For better understanding of the images, a clinician sometimes wants to see certain structures of interest from many sides. Therefore, in such cases it is desirable to generate a movie from a multidimensional data by displaying the MIO from different viewing angles to see different projections of the MIO. It is possible that at some viewing angles the MIO is not obscured by the LIO. In this case both the MIO and the LIO can be displayed with no need for transparency adjustment of the LIO. As the viewing angle changes, some fragments of the LIO can approach the MIO until they overlay the MIO obscuring the view of the latter. This problem can be dealt with in various ways by adjusting the transparency of the view-obscuring object, for example, by adjusting the transparency of the LIO locally, only in the areas adjacent to or blocking the view of MIO, as proposed in the present invention. Alternatively one can modulate the transparency of the whole LIO in order to avoid interference between the image of LIO and the image of MIO as well as to secure a smooth transition between the progressing scenes of the sequence. To this end one can define a sequence of zones around the image of MIO. As soon as the image of LIO overlaps with the outermost zone, its transparency is increased to a preset level. When the image of LIO overlaps with the second outermost zone, its transparency is further increased to a second predefined level and so on until the LIO enters the innermost zone and becomes 100% transparent. The zones can be defined using a distance function or in any other way.

Figure 4 shows a block diagram of a system 40 for visualizing the MIO according to the invention. The system 40 takes in the volume data 401 obtained by an image acquisition device. This data is fed to the segmentation engine 41. In the preferred embodiment the segmentation engine is a storage element for storing the segmented image and retrieving the binary volumes 402 of the objects of the actual volume data. Alternatively, it can be a segmentation engine implementing any of the known segmentation methods, possibly an interactive method, for calculating the binary volume 402 of every object identified in the volume data.

Once all the objects are identified the user must provide an input 403 for defining the MIO. This can be either a single object obtained in the segmentation process or a group of objects together forming the structure of interest. The selection of the MIO components can be done in many ways. For example, it can be done using a list of objects identified by the segmentation process. All other objects automatically become components of the LIO. It is also possible to have an option for identifying the LIO with all remaining objects automatically becoming the components of the MIO. The choice of the method may depend on, for example, the number of objects comprised in the MIO versus the number of objects comprised in the LIO.

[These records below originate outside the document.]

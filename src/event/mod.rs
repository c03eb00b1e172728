// SPDX-License-Identifier: MPL-2.0
// This Source Code Form is subject to the terms of the Mozilla Public
// License, v. 2.0. If a copy of the MPL was not distributed with this
// file, You can obtain one at https://mozilla.org/MPL/2.0/.

//! Push event routing.
//!
//! The transport that maintains the push connection is not part of this
//! crate. It hands each parsed message to the [`EventController`], either
//! directly through [`EventController::deliver`] or by feeding a channel
//! drained by [`EventController::run`]:
//!
//! ```no_run
//! use std::sync::Arc;
//! use abode_lib::event::{EventController, EventKind, PushEvent};
//! use abode_lib::registry::DeviceRegistry;
//! use abode_lib::source::HttpConfig;
//! use serde_json::json;
//! use tokio::sync::mpsc;
//!
//! # async fn example() -> abode_lib::Result<()> {
//! let source = Arc::new(HttpConfig::new().into_client()?);
//! let events = Arc::new(EventController::new(
//!     Arc::new(DeviceRegistry::new()),
//!     source,
//!     "1",
//! ));
//!
//! let (tx, rx) = mpsc::channel(64);
//! let pump = Arc::clone(&events);
//! tokio::spawn(async move { pump.run(rx).await });
//!
//! tx.send(PushEvent::new(EventKind::ModeChange, json!("away")))
//!     .await
//!     .ok();
//! # Ok(())
//! # }
//! ```

mod controller;
mod push;

pub use controller::EventController;
pub use push::{EventKind, PushEvent};
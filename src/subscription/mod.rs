// SPDX-License-Identifier: MPL-2.0
// This Source Code Form is subject to the terms of the Mozilla Public
// License, v. 2.0. If a copy of the MPL was not distributed with this
// file, You can obtain one at https://mozilla.org/MPL/2.0/.

//! Building blocks of the subscription system.
//!
//! - [`CallbackTable`] - keyed callback lists, one per subscription channel
//! - [`Targets`] - what a subscription may be registered against
//! - [`invoke_isolated`] - runs a callback without letting it unwind into
//!   the dispatcher
//!
//! Subscriptions themselves are made through
//! [`EventController`](crate::event::EventController).

mod callback;
mod targets;

pub use callback::{CallbackTable, DeviceCallback, EventCallback, invoke_isolated};
pub use targets::{DeviceTarget, GroupTarget, Targets, TimelineKey, TimelineTarget};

The MIO selection engine 42 uses the user input and the results of the segmentation to create the MIO binary volume data 405 and the LIO binary volume data 406 by applying a simple threshold criterion, for example. Then the user must provide the viewing angle 404. This viewing angle 404, along with the original volume data 401 and the binary volumes of MIO 405 and of LIO 406 are now the input data used by the render engines 43 and 44 to select the viewing angle from the range of viewing angles and to calculate the 2D images of LIO and MIO and their Z-Buffers. The render engine 43 calculates the 2D image of MIO and the MIO Z-buffer 407. The render engine 44 calculates the 2D image of LIO and the LIO Z-buffer 408. Preferably, the render engine employs the Iso-surface Projection algorithm. In some embodiments the render engine 44 may allow for down-sampling of the LIO data for faster processing the LIO image at a lower resolution. In an alternative embodiment of the system, these two engines can be replaced by one render engine, which can employ a scheduling algorithm to render both 2D images and their respective Z-buffers. The Z-buffer comprises the z coordinates, also referred to as the depth coordinates, of the corresponding pixels. It is typically used to ensure that an object in the foreground will be shown over the objects behind it. A concise description of the Z-buffer algorithm can be found in an article entitled "Z-buffer algorithm", in HyperGraph, A project of the ACM SIGGRAPH Education Committee, the Hypermedia and Visualization Laboratory, Georgia State University, and the National Science Foundation (USE-8954402), (DUE-9255489), (DUE-9752398), (DUE9751419), G. Scott Owen, Project Director, available at http://www.siggraph.org/education/materials/HyperGraph/scanline/visibility/zbuffer.htm.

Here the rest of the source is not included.